O áudio foi recuperado do Buraco da Memória e circula hoje nas redes sociais. A intenção óbvia é deixar Otaviano mal com a extrema-direita bolsonarista. Resta saber se este ataque digital foi orquestrado pelos adversários conhecidos ou pelo fogo amigo dos adversários da sua candidatura dentro do próprio governo Mauro Mendes.
A opinião de Otaviano sobre Bolsonaro foi sincera e clara, com a coragem própria do vice-governador. O problema é que sua argumentação foi sustentada pelo preconceito gratuito contra “brasileiros-não gaúchos” e pela desinformação sobre a naturalidade do ex-presidente eleito em 2018. Para Otaviano, Bolsonaro era tudo de ruim para o país, antes de mais nada, por ser “carioca”. Puro preconceito e total desinformação. Bolsonaro sempre viveu no Rio, mas é paulista. Bolsonaro é paulista nascido em Glicério/SP. E, vale lembrar, o Brasil já teve presidentes “cariocas” para todos os gostos, de Fernando Henrique Cardoso aos generais-presidentes da ditadura militar, João Baptista Figueiredo e Ernesto Geisel.
O vice Otaviano Pivetta é pré-candidatíssimo a governador em qualquer condição: com Mauro Mendes deixando o governo para ser candidato ao Senado ou se ele ficar até o final do mandato (leia a matéria do PNB Online).

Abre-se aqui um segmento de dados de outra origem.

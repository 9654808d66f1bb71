//! Infrastructure adapters for the domain ports.

pub mod readme;
pub mod storage;

pub use readme::{GithubReadmeProvider, NoopReadmeProvider};
pub use storage::{InMemoryModuleRepository, InMemorySolutionRepository};
//! Synthetic snapshots and scripted transports for tests.
//!
//! Builders produce snapshots shaped like the backend's, so tests can
//! drive the console without a server.

#![allow(dead_code)]

use std::collections::VecDeque;
use std::sync::Mutex;
use std::time::Duration;

use bytes::Bytes;
use konto_console::dispatch::{Transport, TransportError};
use konto_console::model::{Role, Row, Section, SectionKey, Snapshot};
use serde_json::Value;
use uuid::Uuid;

/// Build a raw row from string slices.
pub fn row(fields: &[&str]) -> Row {
    fields.iter().map(|f| (*f).to_string()).collect()
}

/// A user row: name, email, role, public key, fingerprint.
pub fn user(name: &str, email: &str, role: &str) -> Row {
    row(&[name, email, role, "", ""])
}

/// Admin users section with the given role for Anna.
pub fn users_section(anna_role: &str) -> Section {
    Section::new(
        &["name", "email", "rechte", "pubkey", "fingerprint"],
        [
            ("1", user("Anna Muster", "a@b.com", anna_role)),
            ("2", user("Bernd Beispiel", "b@c.de", "gast")),
            ("3", user("Carl Köhler", "c@d.de", "admin")),
        ],
    )
}

/// Admin districts section.
pub fn districts_section() -> Section {
    Section::new(
        &["land", "amtsgericht", "bezirk"],
        [
            ("1", row(&["NRW", "Köln", "Deutz"])),
            ("2", row(&["NRW", "Köln", "Kalk"])),
            ("3", row(&["BYN", "München", "Schwabing"])),
        ],
    )
}

/// Snapshot as seen by an administrator.
pub fn admin_snapshot(anna_role: &str) -> Snapshot {
    Snapshot::empty(Role::Admin)
        .with_section(SectionKey::Users, users_section(anna_role))
        .with_section(SectionKey::Districts, districts_section())
}

/// Snapshot as seen by a caseworker.
pub fn bearbeiter_snapshot() -> Snapshot {
    Snapshot::empty(Role::Bearbeiter).with_section(
        SectionKey::Sheets,
        Section::new(
            &["land", "amtsgericht", "bezirk", "blatt", "geaendert"],
            [
                ("1", row(&["NRW", "Köln", "Deutz", "1", "2024-03-01T09:30:00+01:00"])),
                ("2", row(&["NRW", "Köln", "Deutz", "2", ""])),
            ],
        ),
    )
}

/// Snapshot as seen by a guest.
pub fn gast_snapshot() -> Snapshot {
    Snapshot::empty(Role::Gast)
}

/// A users section with `count` generated rows.
pub fn generated_users(count: usize) -> Section {
    let rows = (0..count).map(|i| {
        let id = Uuid::new_v4().simple().to_string();
        let role = if i % 3 == 0 { "bearbeiter" } else { "gast" };
        (
            i.to_string(),
            user(&format!("Person {i}"), &format!("{id}@example.org"), role),
        )
    });
    Section::new(&["name", "email", "rechte", "pubkey", "fingerprint"], rows)
}

/// Serialize a snapshot as an `ok` reply body.
pub fn ok_body(snapshot: &Snapshot) -> String {
    let mut value = serde_json::to_value(snapshot).unwrap();
    value["status"] = Value::from("ok");
    value.to_string()
}

/// Build an `error` reply body.
pub fn error_body(code: Value, text: &str) -> String {
    serde_json::json!({ "status": "error", "code": code, "text": text }).to_string()
}

/// One scripted transport step.
pub struct Step {
    delay: Duration,
    outcome: Result<String, String>,
}

impl Step {
    /// Reply immediately with `body`.
    pub fn reply(body: impl Into<String>) -> Self {
        Self {
            delay: Duration::ZERO,
            outcome: Ok(body.into()),
        }
    }

    /// Fail at the transport level.
    pub fn fail(message: &str) -> Self {
        Self {
            delay: Duration::ZERO,
            outcome: Err(message.to_string()),
        }
    }

    /// Delay this step.
    pub fn after(mut self, delay: Duration) -> Self {
        self.delay = delay;
        self
    }
}

/// Replays steps in order and records every request body.
#[derive(Default)]
pub struct ScriptedTransport {
    steps: Mutex<VecDeque<Step>>,
    sent: Mutex<Vec<Value>>,
}

impl ScriptedTransport {
    /// Create a transport from its steps.
    pub fn new(steps: impl IntoIterator<Item = Step>) -> Self {
        Self {
            steps: Mutex::new(steps.into_iter().collect()),
            sent: Mutex::new(Vec::new()),
        }
    }

    /// Requests sent so far, decoded.
    pub fn sent(&self) -> Vec<Value> {
        self.sent.lock().unwrap().clone()
    }
}

impl Transport for ScriptedTransport {
    async fn send(&self, body: Vec<u8>) -> Result<Bytes, TransportError> {
        self.sent
            .lock()
            .unwrap()
            .push(serde_json::from_slice(&body).unwrap());
        let step = self.steps.lock().unwrap().pop_front();
        let Some(step) = step else {
            return Err(TransportError::new("script exhausted"));
        };
        if !step.delay.is_zero() {
            tokio::time::sleep(step.delay).await;
        }
        step.outcome.map(Bytes::from).map_err(TransportError::new)
    }
}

A disputa pelo cargo de governador de Mato Grosso deve ser entre Otaviano e outros dois pré-candidatos já declarados: o senador Wellington Fagundes (PL) e o senador Jayme Campos (União). O processo eleitoral da sucessão de Mauro Mendes está em curso, mas chama a atenção o fato de Otaviano já ser alvo de ataques digitais.